A pressure wave propagation across the second loop of a sodium-cooled fast reactor may lead to severe damage to the pipes and the equipment due to a large leakage sodium-water reaction accident. Therefore, the pressure source and the pressure wave propagation calculation and analysis can be significant for a sodium-cooled fast reactor’s design and operation.
A mathematical model with code was built to calculate and predict both the pressure source and the pressure wave propagation after the large leak sodium-water reaction accident occurred in an SFR steam generator.

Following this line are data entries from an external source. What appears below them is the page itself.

/// Builds the change list for `admin`: filter, search, then order.
pub fn change_list<A: ModelAdmin>(
    admin: &A,
    tables: &Tables,
    query: &ListQuery,
) -> Result<ChangeList> {
    for (field, _) in &query.filters {
        if !admin.list_filter().contains(&field.as_str()) {
            return Err(AdminError::InvalidLookup {
                field: field.clone(),
            });
        }
    }

    let order = match &query.order_by {
        Some(raw) => {
            let (name, descending) = match raw.strip_prefix('-') {
                Some(name) => (name, true),
                None => (raw.as_str(), false),
            };
            let index = admin
                .list_display()
                .iter()
                .position(|c| c.name == name)
                .ok_or_else(|| AdminError::InvalidLookup {
                    field: raw.clone(),
                })?;
            Some((index, descending))
        }
        None => None,
    };

    let terms: Vec<String> = query
        .search
        .as_deref()
        .unwrap_or("")
        .split_whitespace()
        .map(str::to_lowercase)
        .collect();

    let mut rows: Vec<Row> = admin
        .records(tables)
        .into_iter()
        .filter(|record| {
            query
                .filters
                .iter()
                .all(|(field, value)| admin.filter_value(field, record, tables) == *value)
        })
        .filter(|record| {
            if terms.is_empty() {
                return true;
            }
            let haystack: Vec<String> = admin
                .search_values(record, tables)
                .iter()
                .map(|v| v.to_lowercase())
                .collect();
            terms
                .iter()
                .all(|term| haystack.iter().any(|v| v.contains(term.as_str())))
        })
        .map(|record| Row {
            id: admin.record_id(record),
            cells: admin
                .list_display()
                .iter()
                .map(|c| admin.cell(c.name, record, tables))
                .collect(),
        })
        .collect();

    if admin.newest_first() {
        rows.reverse();
    }
    if let Some((index, descending)) = order {
        // 穩定排序：相同值時維持上面的 id 順序
        rows.sort_by(|a, b| {
            let ord = a.cells[index].cmp(&b.cells[index]);
            if descending {
                ord.reverse()
            } else {
                ord
            }
        });
    }

    tracing::debug!(
        "{} change list: {} rows (search={:?}, filters={:?})",
        admin.model_name(),
        rows.len(),
        query.search,
        query.filters
    );

    Ok(ChangeList {
        model: admin.model_name(),
        columns: admin.list_display().to_vec(),
        rows,
    })
}

// ---- model admins ----

pub struct StudentAdmin;

impl ModelAdmin for StudentAdmin {
    type Record = Student;

    fn model_name(&self) -> &'static str {
        "Student"
    }

    fn records<'a>(&self, tables: &'a Tables) -> Vec<&'a Student> {
        tables.students().collect()
    }

    fn record_id(&self, record: &Student) -> u64 {
        record.id.get()
    }

    fn list_display(&self) -> &'static [Column] {
        const COLUMNS: &[Column] = &[
            column("name", "Name"),
            column("email", "Email"),
            column("department", "Department"),
            column("enrollment_date", "Enrollment date"),
        ];
        COLUMNS
    }

    fn cell(&self, column: &str, record: &Student, _tables: &Tables) -> Cell {
        match column {
            "name" => Cell::Text(record.name.clone()),
            "email" => Cell::Text(record.email.clone()),
            "department" => Cell::Text(record.department.clone()),
            "enrollment_date" => Cell::Date(record.enrollment_date),
            _ => Cell::Empty,
        }
    }

    fn search_values(&self, record: &Student, _tables: &Tables) -> Vec<String> {
        vec![record.name.clone(), record.email.clone()]
    }

    fn list_filter(&self) -> &'static [&'static str] {
        &["department"]
    }

    fn filter_value(&self, field: &str, record: &Student, _tables: &Tables) -> String {
        match field {
            "department" => record.department.clone(),
            _ => String::new(),
        }
    }
}

pub struct InstructorAdmin;

impl ModelAdmin for InstructorAdmin {
    type Record = Instructor;

    fn model_name(&self) -> &'static str {
        "Instructor"
    }

    fn records<'a>(&self, tables: &'a Tables) -> Vec<&'a Instructor> {
        tables.instructors().collect()
    }

    fn record_id(&self, record: &Instructor) -> u64 {
        record.id.get()
    }

    fn list_display(&self) -> &'static [Column] {
        const COLUMNS: &[Column] = &[
            column("name", "Name"),
            column("email", "Email"),
            column("department", "Department"),
            column("hire_date", "Hire date"),
            column("course_count", "Number of courses"),
        ];
        COLUMNS
    }

    fn cell(&self, column: &str, record: &Instructor, tables: &Tables) -> Cell {
        match column {
            "name" => Cell::Text(record.name.clone()),
            "email" => Cell::Text(record.email.clone()),
            "department" => Cell::Text(record.department.clone()),
            "hire_date" => Cell::Date(record.hire_date),
            "course_count" => count(tables.course_count(record.id)),
            _ => Cell::Empty,
        }
    }

    fn search_values(&self, record: &Instructor, _tables: &Tables) -> Vec<String> {
        vec![record.name.clone(), record.email.clone()]
    }
}

pub struct CourseAdmin;

impl ModelAdmin for CourseAdmin {
    type Record = Course;

    fn model_name(&self) -> &'static str {
        "Course"
    }

    fn records<'a>(&self, tables: &'a Tables) -> Vec<&'a Course> {
        tables.courses().collect()
    }

    fn record_id(&self, record: &Course) -> u64 {
        record.id.get()
    }

    fn list_display(&self) -> &'static [Column] {
        const COLUMNS: &[Column] = &[
            column("code", "Code"),
            column("title", "Title"),
            column("instructor", "Instructor"),
            column("enrolled_count", "Enrolled students"),
        ];
        COLUMNS
    }

    fn cell(&self, column: &str, record: &Course, tables: &Tables) -> Cell {
        match column {
            "code" => Cell::Text(record.code.clone()),
            "title" => Cell::Text(record.title.clone()),
            "instructor" => record
                .instructor
                .and_then(|id| tables.instructor(id))
                .map(|i| i.to_string())
                .into(),
            "enrolled_count" => count(tables.enrollment_count(record.id)),
            _ => Cell::Empty,
        }
    }

    fn search_values(&self, record: &Course, _tables: &Tables) -> Vec<String> {
        vec![record.code.clone(), record.title.clone()]
    }
}

pub struct EnrollmentAdmin;

fn student_label(tables: &Tables, id: StudentId) -> Cell {
    tables.student(id).map(|s| s.to_string()).into()
}

fn course_label(tables: &Tables, id: CourseId) -> Cell {
    tables.course(id).map(|c| c.to_string()).into()
}

fn enrollment_cell(column: &str, record: &Enrollment, tables: &Tables) -> Cell {
    match column {
        "student" => student_label(tables, record.student),
        "course" => course_label(tables, record.course),
        "enrollment_date" => Cell::Date(record.enrollment_date),
        "grade" => record.grade.clone().into(),
        _ => Cell::Empty,
    }
}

In the pressure source model, the sodium-water reaction produces hydrogen and squeezes sodium nearby. It is assumed that the sodium-water reaction carries out instantaneously, and a spherical-to-column bubble is assumed to grow up at the reaction zone. Under such assumptions, the pressure source model can obtain the hydrogen bubble’s volume and pressure in the steam generator.
In the pressure wave propagation model, flow is assumed to be one-dimensional. With the basic theory of mass conservation, momentum conservation, and the Isentropic relation of the working fluid, the numerical solution is calculated by a grid divided by the method of characteristics, considering both precision and efficiency.
However, plenty of parameters, both of the pressure source and the parallel channels, can affect the accident in different ways and scales. Considering that to practice a large leakage sodium-water reaction experiment can be somewhat difficult because of its danger, inconvenience, and high cost, it is quite essential to conduct a sensitivity analysis through the program for the purpose of facilitating the design of an SFR.
Since most sodium-cooled fast reactor designs are multimodules, a parallel channel structure with multiple pressure boundaries is modeled for sensitivity analysis. Sensitivity analysis was performed on multiple sets of important parameters, including different hydrogen bubble properties, different pressure boundaries, and different equipment types. Following the sensitivity study, the code can be used for the accident analysis in a future commercial demonstration fast reactor by indicating various parameter guidance for the design and construction.